*DATA EXTRACTS:*
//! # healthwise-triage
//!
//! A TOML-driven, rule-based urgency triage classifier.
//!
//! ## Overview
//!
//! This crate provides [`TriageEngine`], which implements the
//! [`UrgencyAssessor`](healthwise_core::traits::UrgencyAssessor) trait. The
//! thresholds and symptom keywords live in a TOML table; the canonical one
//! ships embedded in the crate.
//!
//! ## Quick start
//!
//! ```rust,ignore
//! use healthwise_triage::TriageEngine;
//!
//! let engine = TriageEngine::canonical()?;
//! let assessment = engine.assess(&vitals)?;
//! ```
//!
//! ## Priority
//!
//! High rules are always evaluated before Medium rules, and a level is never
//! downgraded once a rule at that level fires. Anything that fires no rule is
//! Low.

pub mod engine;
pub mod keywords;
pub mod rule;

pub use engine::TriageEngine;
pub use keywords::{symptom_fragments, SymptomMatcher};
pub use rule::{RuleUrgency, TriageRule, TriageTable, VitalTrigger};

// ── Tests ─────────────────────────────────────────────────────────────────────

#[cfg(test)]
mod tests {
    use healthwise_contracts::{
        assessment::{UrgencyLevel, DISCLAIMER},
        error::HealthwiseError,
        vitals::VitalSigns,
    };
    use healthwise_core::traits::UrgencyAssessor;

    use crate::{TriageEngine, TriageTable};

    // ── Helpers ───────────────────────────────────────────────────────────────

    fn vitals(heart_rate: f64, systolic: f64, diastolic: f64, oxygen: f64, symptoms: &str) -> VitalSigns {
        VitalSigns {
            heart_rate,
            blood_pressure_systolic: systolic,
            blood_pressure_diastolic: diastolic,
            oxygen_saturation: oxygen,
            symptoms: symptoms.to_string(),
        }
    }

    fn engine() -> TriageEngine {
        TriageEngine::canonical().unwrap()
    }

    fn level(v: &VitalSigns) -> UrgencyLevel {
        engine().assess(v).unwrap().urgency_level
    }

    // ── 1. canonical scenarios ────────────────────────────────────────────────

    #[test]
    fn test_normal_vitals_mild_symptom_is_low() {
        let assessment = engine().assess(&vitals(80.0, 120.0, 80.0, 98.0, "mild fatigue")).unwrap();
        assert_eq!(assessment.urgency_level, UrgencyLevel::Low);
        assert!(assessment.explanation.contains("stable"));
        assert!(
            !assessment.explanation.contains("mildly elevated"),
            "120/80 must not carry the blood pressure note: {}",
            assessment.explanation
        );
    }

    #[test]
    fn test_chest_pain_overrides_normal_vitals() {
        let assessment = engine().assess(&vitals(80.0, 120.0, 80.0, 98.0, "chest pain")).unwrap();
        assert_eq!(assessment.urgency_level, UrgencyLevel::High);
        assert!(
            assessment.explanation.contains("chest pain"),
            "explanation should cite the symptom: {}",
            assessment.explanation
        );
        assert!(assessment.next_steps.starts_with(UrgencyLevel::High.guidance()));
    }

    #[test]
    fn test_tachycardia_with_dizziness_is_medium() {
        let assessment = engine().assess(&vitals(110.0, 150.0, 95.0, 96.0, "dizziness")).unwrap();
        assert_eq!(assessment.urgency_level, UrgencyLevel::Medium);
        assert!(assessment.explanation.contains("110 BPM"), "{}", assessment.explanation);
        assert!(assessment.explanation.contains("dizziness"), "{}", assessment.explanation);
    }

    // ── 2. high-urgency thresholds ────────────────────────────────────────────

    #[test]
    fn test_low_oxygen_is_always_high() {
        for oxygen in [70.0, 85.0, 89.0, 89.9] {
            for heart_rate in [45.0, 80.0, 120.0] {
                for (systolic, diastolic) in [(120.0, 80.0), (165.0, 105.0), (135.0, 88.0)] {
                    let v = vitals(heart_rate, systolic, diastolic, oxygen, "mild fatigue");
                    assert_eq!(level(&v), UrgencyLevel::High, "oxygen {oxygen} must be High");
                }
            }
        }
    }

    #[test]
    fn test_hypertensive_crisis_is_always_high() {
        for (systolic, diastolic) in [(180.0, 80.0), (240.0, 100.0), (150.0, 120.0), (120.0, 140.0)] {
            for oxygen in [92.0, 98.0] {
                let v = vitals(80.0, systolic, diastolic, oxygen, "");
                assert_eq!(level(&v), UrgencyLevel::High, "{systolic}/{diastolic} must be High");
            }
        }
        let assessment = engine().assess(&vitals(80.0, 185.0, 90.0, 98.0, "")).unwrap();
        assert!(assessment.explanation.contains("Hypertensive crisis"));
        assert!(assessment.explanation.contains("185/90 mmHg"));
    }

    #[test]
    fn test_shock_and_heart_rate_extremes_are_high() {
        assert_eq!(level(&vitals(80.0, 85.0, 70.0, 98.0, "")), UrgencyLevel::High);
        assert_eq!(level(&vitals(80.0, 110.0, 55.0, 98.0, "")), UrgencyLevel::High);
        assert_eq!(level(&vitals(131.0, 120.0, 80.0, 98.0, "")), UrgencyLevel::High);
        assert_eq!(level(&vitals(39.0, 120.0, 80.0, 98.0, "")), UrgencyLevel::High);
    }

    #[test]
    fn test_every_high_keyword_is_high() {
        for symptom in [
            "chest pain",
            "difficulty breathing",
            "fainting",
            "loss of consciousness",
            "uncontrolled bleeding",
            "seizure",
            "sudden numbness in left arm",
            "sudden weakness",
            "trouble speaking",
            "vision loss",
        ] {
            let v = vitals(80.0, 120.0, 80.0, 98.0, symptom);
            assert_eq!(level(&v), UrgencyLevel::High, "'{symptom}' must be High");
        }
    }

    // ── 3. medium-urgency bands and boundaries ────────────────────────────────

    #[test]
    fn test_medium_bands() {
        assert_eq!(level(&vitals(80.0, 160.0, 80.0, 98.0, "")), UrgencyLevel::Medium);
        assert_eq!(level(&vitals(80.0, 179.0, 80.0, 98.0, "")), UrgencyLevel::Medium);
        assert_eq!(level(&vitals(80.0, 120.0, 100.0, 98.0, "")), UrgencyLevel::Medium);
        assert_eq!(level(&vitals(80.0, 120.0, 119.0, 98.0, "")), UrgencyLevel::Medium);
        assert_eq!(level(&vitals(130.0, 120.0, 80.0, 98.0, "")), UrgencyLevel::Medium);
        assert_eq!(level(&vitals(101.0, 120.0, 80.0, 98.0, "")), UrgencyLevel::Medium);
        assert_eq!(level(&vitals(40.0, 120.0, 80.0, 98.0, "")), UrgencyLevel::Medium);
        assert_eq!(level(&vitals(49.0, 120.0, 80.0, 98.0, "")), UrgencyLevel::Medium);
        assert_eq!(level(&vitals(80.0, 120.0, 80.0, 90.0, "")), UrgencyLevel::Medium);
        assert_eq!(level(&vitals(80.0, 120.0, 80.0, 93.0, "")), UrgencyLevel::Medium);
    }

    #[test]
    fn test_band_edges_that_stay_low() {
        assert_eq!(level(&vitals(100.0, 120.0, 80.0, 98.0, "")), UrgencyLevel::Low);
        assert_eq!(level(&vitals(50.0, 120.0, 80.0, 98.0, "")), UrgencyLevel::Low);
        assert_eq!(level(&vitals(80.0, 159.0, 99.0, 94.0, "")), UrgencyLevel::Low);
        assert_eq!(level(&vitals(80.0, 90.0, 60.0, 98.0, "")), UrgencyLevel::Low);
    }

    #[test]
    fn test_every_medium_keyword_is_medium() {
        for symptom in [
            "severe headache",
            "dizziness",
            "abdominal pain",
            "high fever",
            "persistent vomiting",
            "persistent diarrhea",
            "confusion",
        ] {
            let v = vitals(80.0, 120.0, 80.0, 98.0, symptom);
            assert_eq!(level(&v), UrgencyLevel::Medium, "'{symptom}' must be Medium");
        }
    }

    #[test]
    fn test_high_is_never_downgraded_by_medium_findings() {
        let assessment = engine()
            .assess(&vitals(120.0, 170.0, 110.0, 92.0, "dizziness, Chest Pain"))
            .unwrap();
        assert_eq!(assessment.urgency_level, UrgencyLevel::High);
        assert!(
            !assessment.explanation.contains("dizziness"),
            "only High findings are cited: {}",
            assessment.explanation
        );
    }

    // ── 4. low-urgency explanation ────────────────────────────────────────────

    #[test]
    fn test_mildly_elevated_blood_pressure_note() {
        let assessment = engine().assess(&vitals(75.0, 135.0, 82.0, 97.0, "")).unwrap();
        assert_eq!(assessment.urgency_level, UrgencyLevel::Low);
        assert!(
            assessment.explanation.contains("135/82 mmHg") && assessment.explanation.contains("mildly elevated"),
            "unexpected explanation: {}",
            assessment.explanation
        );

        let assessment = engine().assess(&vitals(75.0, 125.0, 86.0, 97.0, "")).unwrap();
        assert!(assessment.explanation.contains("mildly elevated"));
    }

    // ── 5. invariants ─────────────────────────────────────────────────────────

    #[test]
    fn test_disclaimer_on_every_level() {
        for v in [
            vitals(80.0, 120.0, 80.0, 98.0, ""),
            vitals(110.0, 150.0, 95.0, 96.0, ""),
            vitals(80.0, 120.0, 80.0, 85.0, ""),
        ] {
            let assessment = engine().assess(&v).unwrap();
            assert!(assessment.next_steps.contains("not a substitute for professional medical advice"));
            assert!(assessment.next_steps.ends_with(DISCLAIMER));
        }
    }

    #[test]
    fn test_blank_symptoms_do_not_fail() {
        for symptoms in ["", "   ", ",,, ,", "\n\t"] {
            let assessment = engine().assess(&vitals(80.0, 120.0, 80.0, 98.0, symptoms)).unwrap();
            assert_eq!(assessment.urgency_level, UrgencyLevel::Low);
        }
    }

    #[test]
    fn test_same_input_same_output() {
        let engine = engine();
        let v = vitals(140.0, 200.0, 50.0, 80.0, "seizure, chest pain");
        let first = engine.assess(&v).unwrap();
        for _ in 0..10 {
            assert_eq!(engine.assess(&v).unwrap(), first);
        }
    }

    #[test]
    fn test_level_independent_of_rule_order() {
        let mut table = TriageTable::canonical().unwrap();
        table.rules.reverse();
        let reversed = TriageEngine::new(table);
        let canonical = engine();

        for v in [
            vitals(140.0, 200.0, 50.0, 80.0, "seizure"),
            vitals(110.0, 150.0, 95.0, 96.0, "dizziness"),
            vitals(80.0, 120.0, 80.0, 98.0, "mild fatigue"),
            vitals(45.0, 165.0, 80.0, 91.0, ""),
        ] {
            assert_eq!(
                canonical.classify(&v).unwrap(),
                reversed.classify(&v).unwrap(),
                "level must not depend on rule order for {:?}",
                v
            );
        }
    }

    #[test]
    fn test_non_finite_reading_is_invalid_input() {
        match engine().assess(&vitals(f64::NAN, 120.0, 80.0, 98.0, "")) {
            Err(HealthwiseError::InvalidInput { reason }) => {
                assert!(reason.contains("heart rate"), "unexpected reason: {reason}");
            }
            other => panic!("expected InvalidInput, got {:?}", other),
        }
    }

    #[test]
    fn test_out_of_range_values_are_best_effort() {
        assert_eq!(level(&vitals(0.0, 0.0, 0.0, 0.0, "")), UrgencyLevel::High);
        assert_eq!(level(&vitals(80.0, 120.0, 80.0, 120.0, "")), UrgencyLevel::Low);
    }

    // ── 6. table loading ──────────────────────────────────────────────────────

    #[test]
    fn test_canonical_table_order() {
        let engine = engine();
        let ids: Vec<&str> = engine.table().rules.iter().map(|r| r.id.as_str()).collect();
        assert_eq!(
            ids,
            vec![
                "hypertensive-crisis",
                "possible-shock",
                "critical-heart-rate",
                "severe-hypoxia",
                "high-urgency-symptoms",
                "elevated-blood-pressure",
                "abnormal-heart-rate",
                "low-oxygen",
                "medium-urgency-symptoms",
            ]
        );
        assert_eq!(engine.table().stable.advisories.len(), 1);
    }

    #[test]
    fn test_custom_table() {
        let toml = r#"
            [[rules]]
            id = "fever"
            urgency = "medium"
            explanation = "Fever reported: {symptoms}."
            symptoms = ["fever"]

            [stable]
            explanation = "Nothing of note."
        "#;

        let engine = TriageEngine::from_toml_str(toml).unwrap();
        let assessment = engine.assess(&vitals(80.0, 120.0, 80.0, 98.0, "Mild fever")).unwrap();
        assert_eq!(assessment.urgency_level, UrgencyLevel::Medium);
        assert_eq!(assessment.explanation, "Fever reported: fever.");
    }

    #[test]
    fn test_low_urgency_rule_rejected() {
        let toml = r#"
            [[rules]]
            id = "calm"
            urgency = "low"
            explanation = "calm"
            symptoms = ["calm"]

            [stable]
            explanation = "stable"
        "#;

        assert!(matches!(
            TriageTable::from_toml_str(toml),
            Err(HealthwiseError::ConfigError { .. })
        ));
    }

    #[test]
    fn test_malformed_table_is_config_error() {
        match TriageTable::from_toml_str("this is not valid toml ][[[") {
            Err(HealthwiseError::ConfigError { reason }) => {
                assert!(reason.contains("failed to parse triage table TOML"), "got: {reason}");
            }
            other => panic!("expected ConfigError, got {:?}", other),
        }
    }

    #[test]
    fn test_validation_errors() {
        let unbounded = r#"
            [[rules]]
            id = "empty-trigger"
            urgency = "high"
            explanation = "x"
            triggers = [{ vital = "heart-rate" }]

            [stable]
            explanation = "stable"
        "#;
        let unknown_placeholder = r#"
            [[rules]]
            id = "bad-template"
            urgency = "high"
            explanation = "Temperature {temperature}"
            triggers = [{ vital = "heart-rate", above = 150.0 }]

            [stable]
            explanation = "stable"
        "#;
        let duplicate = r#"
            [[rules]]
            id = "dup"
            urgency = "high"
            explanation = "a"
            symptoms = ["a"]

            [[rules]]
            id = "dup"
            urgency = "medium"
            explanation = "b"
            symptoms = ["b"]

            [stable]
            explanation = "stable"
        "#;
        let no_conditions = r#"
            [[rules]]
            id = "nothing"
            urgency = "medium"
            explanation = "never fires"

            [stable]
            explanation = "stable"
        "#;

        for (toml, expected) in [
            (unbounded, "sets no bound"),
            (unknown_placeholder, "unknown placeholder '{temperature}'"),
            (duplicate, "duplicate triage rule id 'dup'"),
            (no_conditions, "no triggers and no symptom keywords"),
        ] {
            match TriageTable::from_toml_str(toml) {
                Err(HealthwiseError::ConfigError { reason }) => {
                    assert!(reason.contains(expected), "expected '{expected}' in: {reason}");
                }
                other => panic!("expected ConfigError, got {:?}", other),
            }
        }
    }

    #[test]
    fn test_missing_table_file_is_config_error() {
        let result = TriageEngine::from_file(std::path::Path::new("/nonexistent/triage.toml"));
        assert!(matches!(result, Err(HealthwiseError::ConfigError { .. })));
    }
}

*REQUIRED WORK:* Return every line of the listing above that contains "first".

*RESPONSE:*
        let first = engine.assess(&v).unwrap();
            assert_eq!(engine.assess(&v).unwrap(), first);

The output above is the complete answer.